In the ligand-free FCoV X domain the size of the binding pocket is too small to accept ADP-ribose. This largely arises from the conformation of Tyr187, which lies across the binding pocket. In ADP-ribose-bound molecules the side chain of Tyr187 rotates by 90° and orients along the ADP-ribose binding site, significantly expanding the binding cavity (Fig. 5). Cleft analysis using the PDBsum server (https://www.ebi.ac.uk ) showed that conformational change of Tyr187 leads to the enlargement of the binding cleft by almost 600 ų, which creates sufficient space for the binding of ADP-ribose.

In order to further examine the binding properties of the FCoV X domain, an ADP-ribose-binding assay was performed in vitro (see §2). The retention of the ligand on immobilized X domain was 7.1% (compared with 0.8% retention in the case of the control), showing that the FCoV X domain binds ADP-ribose very weakly under the conditions used in the experiment. The determined upper limit for the dissociation constant was around 400 µM. This value is one order of magnitude higher than those obtained for ortho­logues from SARS-CoV (24 µM; Egloff et al., 2006) and HCoV-229E (28.9 µM; Piotrowski et al., 2009). The binding affinity of the FCoV X domain is also markedly lower than that of AF1521 (126 nM; Karras et al., 2005) and human macroH2A1.1 (2.7 µM for O-acetyl-ADP-ribose; Kustatscher et al., 2005).

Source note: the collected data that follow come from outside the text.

//! 统一错误类型模块
//!
//! # 设计思路
//!
//! 定义全局统一的 `AppError` 枚举，替代各模块中分散的
//! `.map_err(|e| e.to_string())`、`format!(...)`、`expect()` 等不一致模式。
//!
//! 流水线入口统一返回 `Result<T, AppError>`，面板侧通过 `Serialize`
//! 获得结构化的错误信息。错误不在本层做重试或吞掉，全部原样上抛，
//! 由面板决定如何呈现。
//!
//! # 实现思路
//!
//! - 使用 `thiserror` 派生可读错误消息。
//! - 为像素 / 宿主 / 出图三条链路的错误提供 `From` 转换，无需手动 map。
//! - 实现 `Serialize` 将错误序列化为字符串，满足跨 webview 边界的要求。

use serde::Serialize;

use crate::export::ExportError;
use crate::host::HostError;
use crate::pixel::PixelError;

/// 应用级统一错误类型
///
/// 流水线所有对外入口均返回此类型，确保面板收到一致的错误格式。
#[derive(Debug, thiserror::Error)]
pub enum AppError {
    /// 像素归一化 / 合成阶段错误
    #[error("{0}")]
    Pixel(#[from] PixelError),

    /// 宿主成像接口调用失败
    #[error("{0}")]
    Host(#[from] HostError),

    /// 编码与上传链路错误
    #[error("{0}")]
    Export(#[from] ExportError),

    /// 当前没有打开的文档
    #[error("没有激活的文档")]
    NoActiveDocument,

    /// 操作要求存在选区但当前没有
    #[error("没有激活的选区")]
    NoActiveSelection,

    /// 后端 Token 未配置，无法发起鉴权请求
    #[error("未设置后端Token")]
    MissingSecretKey,

    /// Provider Key 获取失败
    #[error("获取 Provider Key 失败: {0}")]
    ProviderKey(String),

    /// HTTP 客户端构建或底层传输层异常
    #[error("网络错误: {0}")]
    Network(String),

    /// 文件系统 I/O 错误
    #[error("文件系统错误: {0}")]
    Io(#[from] std::io::Error),

    /// 配置文件读写失败
    #[error("存储错误: {0}")]
    Storage(String),
}

/// 跨 webview 边界要求返回值实现 `Serialize`。
/// 将错误序列化为人类可读的字符串。
impl Serialize for AppError {
    fn serialize<S>(&self, serializer: S) -> Result<S::Ok, S::Error>
    where
        S: serde::Serializer,
    {
        serializer.serialize_str(&self.to_string())
    }
}
//! # 配置与状态持久化模块
//!
//! ## 设计思路
//!
//! 面板有两份落盘 JSON：全局配置（后端 Token、服务商选择、预览开关）
//! 与处理状态（上次选择的模型、比例、输出选项等）。两份文件都可能
//! 不存在或被写坏，读取一律容错回退默认值并告警，绝不让一份坏配置
//! 卡死面板启动。
//!
//! ## 实现思路
//!
//! - 磁盘格式与面板侧一致：camelCase 字段、缺省字段直接省略。
//! - 读取：缺文件 / 空文件 / 解析失败均返回默认值。
//! - 写入：按需创建数据目录，pretty JSON 落盘。
//! - 字段级 setter 做读-改-写，调用方不必自己拼配置。

use std::fs;
use std::path::{Path, PathBuf};

use serde::de::DeserializeOwned;
use serde::{Deserialize, Serialize};

use crate::error::AppError;

/// 全局配置文件名。
pub const CONFIG_FILE_NAME: &str = "selection-relay.config.json";

/// 处理状态文件名。
pub const PROCESS_STATE_FILE_NAME: &str = "process.state.json";

/// 默认服务商标识。
const DEFAULT_API_SERVER: &str = "grsai";

/// 面板全局配置。
#[derive(Debug, Clone, PartialEq, Serialize, Deserialize)]
#[serde(rename_all = "camelCase", default)]
pub struct GlobalConfig {
    /// 后端鉴权 Token。
    #[serde(skip_serializing_if = "Option::is_none")]
    pub api_key: Option<String>,
    /// 服务商标识。
    pub api_server: String,
    #[serde(skip_serializing_if = "Option::is_none")]
    pub debug_panel_enabled: Option<bool>,
    /// 是否在面板里展示选区预览图。
    pub show_selection_preview: bool,
}

impl Default for GlobalConfig {
    fn default() -> Self {
        Self {
            api_key: None,
            api_server: DEFAULT_API_SERVER.to_string(),
            debug_panel_enabled: None,
            show_selection_preview: false,
        }
    }
}

impl GlobalConfig {
    /// 去掉首尾空白后的非空后端 Token。
    pub fn secret_key(&self) -> Option<&str> {
        self.api_key
            .as_deref()
            .map(str::trim)
            .filter(|key| !key.is_empty())
    }

    pub fn debug_panel_enabled(&self) -> bool {
        self.debug_panel_enabled.unwrap_or(false)
    }
}

/// 面板处理状态，字段全部可缺省。
#[derive(Debug, Clone, Default, PartialEq, Serialize, Deserialize)]
#[serde(rename_all = "camelCase", default)]
pub struct ProcessState {
    #[serde(skip_serializing_if = "Option::is_none")]
    pub selected_model: Option<String>,
    #[serde(skip_serializing_if = "Option::is_none")]
    pub selected_preset: Option<i64>,
    #[serde(skip_serializing_if = "Option::is_none")]
    pub prompt: Option<String>,
    #[serde(skip_serializing_if = "Option::is_none")]
    pub use_custom_ratio: Option<bool>,
    #[serde(skip_serializing_if = "Option::is_none")]
    pub selected_ratio: Option<String>,
    #[serde(skip_serializing_if = "Option::is_none")]
    pub selected_resolution: Option<String>,
    #[serde(skip_serializing_if = "Option::is_none")]
    pub output_force_opaque: Option<bool>,
    #[serde(skip_serializing_if = "Option::is_none")]
    pub parallel_count: Option<u32>,
    #[serde(skip_serializing_if = "Option::is_none")]
    pub hue_shift_enabled: Option<bool>,
}

/// 配置文件存取入口，持有数据目录路径。
#[derive(Debug, Clone)]
pub struct SettingsStore {
    data_dir: PathBuf,
}

impl SettingsStore {
    pub fn new(data_dir: impl Into<PathBuf>) -> Self {
        Self {
            data_dir: data_dir.into(),
        }
    }

    fn config_path(&self) -> PathBuf {
        self.data_dir.join(CONFIG_FILE_NAME)
    }

    fn state_path(&self) -> PathBuf {
        self.data_dir.join(PROCESS_STATE_FILE_NAME)
    }

    pub fn load_config(&self) -> GlobalConfig {
        load_json_or_default(&self.config_path(), "全局配置")
    }

    pub fn save_config(&self, config: &GlobalConfig) -> Result<(), AppError> {
        self.save_json(&self.config_path(), config, "全局配置")
    }

    pub fn load_process_state(&self) -> ProcessState {
        load_json_or_default(&self.state_path(), "处理状态")
    }

    pub fn save_process_state(&self, state: &ProcessState) -> Result<(), AppError> {
        self.save_json(&self.state_path(), state, "处理状态")
    }

    pub fn set_api_key(&self, api_key: impl Into<String>) -> Result<(), AppError> {
        let mut config = self.load_config();
        config.api_key = Some(api_key.into());
        self.save_config(&config)
    }

    pub fn set_api_server(&self, api_server: impl Into<String>) -> Result<(), AppError> {
        let mut config = self.load_config();
        config.api_server = api_server.into();
        self.save_config(&config)
    }

    pub fn set_debug_panel_enabled(&self, enabled: bool) -> Result<(), AppError> {
        let mut config = self.load_config();
        config.debug_panel_enabled = Some(enabled);
        self.save_config(&config)
    }

    pub fn set_show_selection_preview(&self, enabled: bool) -> Result<(), AppError> {
        let mut config = self.load_config();
        config.show_selection_preview = enabled;
        self.save_config(&config)
    }

    fn save_json<T: Serialize>(&self, path: &Path, value: &T, label: &str) -> Result<(), AppError> {
        fs::create_dir_all(&self.data_dir)
            .map_err(|e| AppError::Storage(format!("创建数据目录失败: {}", e)))?;
        let content = serde_json::to_string_pretty(value)
            .map_err(|e| AppError::Storage(format!("序列化{}失败: {}", label, e)))?;
        fs::write(path, content)?;
        Ok(())
    }
}

fn load_json_or_default<T: DeserializeOwned + Default>(path: &Path, label: &str) -> T {
    if !path.exists() {
        return T::default();
    }

    match fs::read_to_string(path) {
        Ok(content) => {
            if content.trim().is_empty() {
                return T::default();
            }
            match serde_json::from_str(&content) {
                Ok(value) => value,
                Err(e) => {
                    log::warn!("⚠️ 解析{}失败，使用默认值：{}", label, e);
                    T::default()
                }
            }
        }
        Err(e) => {
            log::warn!("⚠️ 读取{}失败，使用默认值：{}", label, e);
            T::default()
        }
    }
}
//! # 上传投递模块
//!
//! ## 设计思路
//!
//! 上传分两步：先向令牌服务换取一次性的上传令牌与目标地址，
//! 再把压缩字节流按多部分表单投递过去。两步各自有独立的错误
//! 语义（令牌失败 / 传输失败），任何一步失败都不会重试，也不会
//! 发起后续请求。
//!
//! ## 实现思路
//!
//! - 令牌响应是 `{code, msg, data}` 信封，`code != 0` 视为业务失败。
//! - 必需字段（token/key/url/domain）缺失或为空立即报
//!   `MissingResponseField`，不发第二个请求。
//! - 最终资源地址由 `domain + "/" + key` 拼接，去掉重复斜杠。
//! - 上传请求不设超时，大文件交给传输层自己处理。

use serde::{Deserialize, Serialize};

use crate::error::AppError;
use crate::export::encoder::CompressedImage;
use crate::export::error::ExportError;

/// 令牌服务的请求体，`sux` 为目标文件扩展名。
#[derive(Debug, Serialize)]
struct TokenRequestBody<'a> {
    sux: &'a str,
}

#[derive(Debug, Deserialize)]
struct TokenEnvelope {
    code: i64,
    #[serde(default)]
    msg: Option<String>,
    #[serde(default)]
    data: Option<TokenGrant>,
}

#[derive(Debug, Deserialize)]
struct TokenGrant {
    #[serde(default)]
    token: Option<String>,
    #[serde(default)]
    key: Option<String>,
    #[serde(default)]
    url: Option<String>,
    #[serde(default)]
    domain: Option<String>,
}

/// 一次性上传票据。
#[derive(Debug, Clone, PartialEq)]
struct UploadTicket {
    token: String,
    key: String,
    url: String,
    domain: String,
}

/// 上传完成后的资源信息。
#[derive(Debug, Clone, PartialEq, Serialize)]
pub struct UploadedAsset {
    /// 可直接访问的最终地址。
    pub url: String,
    /// 服务端分配的对象键。
    pub key: String,
    /// 上传的字节数。
    pub size: usize,
}

/// 图像上传客户端。
///
/// 不带请求超时：面板自家后端的调用在别处限时，这里可能跑
/// 大文件。
pub struct UploadClient {
    client: reqwest::Client,
    token_endpoint: String,
}

impl UploadClient {
    pub fn new(token_endpoint: impl Into<String>) -> Result<Self, AppError> {
        let client = reqwest::Client::builder()
            .build()
            .map_err(|e| AppError::Network(format!("无法创建 HTTP 客户端：{}", e)))?;
        Ok(Self {
            client,
            token_endpoint: token_endpoint.into(),
        })
    }

    /// 完整上传流程：换令牌、投文件、拼最终地址。
    ///
    /// `secret_key` 由调用方保证非空（Provider Key 缓存在取值时已校验）。
    pub async fn upload(
        &self,
        secret_key: &str,
        payload: &CompressedImage,
    ) -> Result<UploadedAsset, ExportError> {
        let ticket = self
            .request_ticket(secret_key, payload.format.extension())
            .await?;
        log::info!("📡 已换取上传令牌，目标 {}", ticket.url);

        self.transfer(&ticket, payload).await?;

        let url = join_asset_url(&ticket.domain, &ticket.key);
        log::info!("✅ 上传完成：{}（{} 字节）", url, payload.len());
        Ok(UploadedAsset {
            url,
            key: ticket.key,
            size: payload.len(),
        })
    }

    async fn request_ticket(
        &self,
        secret_key: &str,
        extension: &str,
    ) -> Result<UploadTicket, ExportError> {
        let response = self
            .client
            .post(&self.token_endpoint)
            .header("SecretKey", secret_key)
            .json(&TokenRequestBody { sux: extension })
            .send()
            .await
            .map_err(|e| ExportError::UploadToken(format!("请求发送失败：{}", e)))?;

        let status = response.status();
        if !status.is_success() {
            let body = response.text().await.unwrap_or_default();
            return Err(ExportError::UploadToken(status_detail(status.as_u16(), &body)));
        }

        let envelope: TokenEnvelope = response
            .json()
            .await
            .map_err(|e| ExportError::UploadToken(format!("响应解析失败：{}", e)))?;
        if envelope.code != 0 {
            let detail = envelope
                .msg
                .filter(|m| !m.is_empty())
                .unwrap_or_else(|| format!("业务码 {}", envelope.code));
            return Err(ExportError::UploadToken(detail));
        }

        let data = envelope
            .data
            .ok_or(ExportError::MissingResponseField("data"))?;
        Ok(UploadTicket {
            token: required_field(data.token, "token")?,
            key: required_field(data.key, "key")?,
            url: required_field(data.url, "url")?,
            domain: required_field(data.domain, "domain")?,
        })
    }

    async fn transfer(
        &self,
        ticket: &UploadTicket,
        payload: &CompressedImage,
    ) -> Result<(), ExportError> {
        let file_name = format!("selection.{}", payload.format.extension());
        let part = reqwest::multipart::Part::stream_with_length(
            reqwest::Body::from(payload.bytes.clone()),
            payload.len() as u64,
        )
        .file_name(file_name)
        .mime_str(payload.format.mime_type())
        .map_err(|e| ExportError::UploadTransfer(format!("构造文件分部失败：{}", e)))?;
        let form = reqwest::multipart::Form::new()
            .text("token", ticket.token.clone())
            .text("key", ticket.key.clone())
            .part("file", part);

        let response = self
            .client
            .post(&ticket.url)
            .multipart(form)
            .send()
            .await
            .map_err(|e| ExportError::UploadTransfer(format!("请求发送失败：{}", e)))?;

        let status = response.status();
        if !status.is_success() {
            let body = response.text().await.unwrap_or_default();
            return Err(ExportError::UploadTransfer(status_detail(
                status.as_u16(),
                &body,
            )));
        }
        Ok(())
    }
}

fn required_field(value: Option<String>, field: &'static str) -> Result<String, ExportError> {
    match value {
        Some(v) if !v.trim().is_empty() => Ok(v),
        _ => Err(ExportError::MissingResponseField(field)),
    }
}

fn status_detail(status: u16, body: &str) -> String {
    if body.is_empty() {
        format!("HTTP {}", status)
    } else {
        format!("HTTP {} - {}", status, body)
    }
}

/// 拼接最终资源地址，抹平 `domain` 结尾与 `key` 开头的重复斜杠。
fn join_asset_url(domain: &str, key: &str) -> String {
    format!(
        "{}/{}",
        domain.trim_end_matches('/'),
        key.trim_start_matches('/')
    )
}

Macro domains have two related but distinct properties: ligand binding and enzymatic activity. Two highly divergent macro-domain folds have recently been identified in the nsp3 `SARS-unique domain' (SUD; Tan et al., 2009) that was shown to bind single-stranded poly(A) (Chatterjee et al., 2009) and oligo(G) strings (Tan et al., 2007). Several macro domains, including coronaviral X domains, have been shown to bind ADP-ribose and related ligands. It has also been suggested that the function of viral X domains may be the ability to bind poly(ADP)-ribose, by which they interact with host-cell pathways (Egloff et al., 2006). Catalytic adenosine diphosphate-ribose-1′′-phosphatase activity has been shown for a number of macro domains, including the X domain of another member of coronavirus subgroup 1a, TGEV. The ADRP reaction turnover was found to be very low in vitro and this led to uncertainty as to the physiological relevance of this enzymatic activity (Egloff et al., 2006). On the other hand, this activity has been implicated in the rate control of a yet-to-be-identified RNA-processing pathway in infected cells (Snijder et al., 2003). In addition, it has been reported that MHV liver pathology is affected in an engineered virus mutant carrying an X domain with a mutation in the putative active site (Eriksson et al., 2008). Despite the available information, the function of the coronaviral X domain and its importance in the viral life cycle have not been fully elucidated and further functional studies are therefore required in order to understand its role in detail.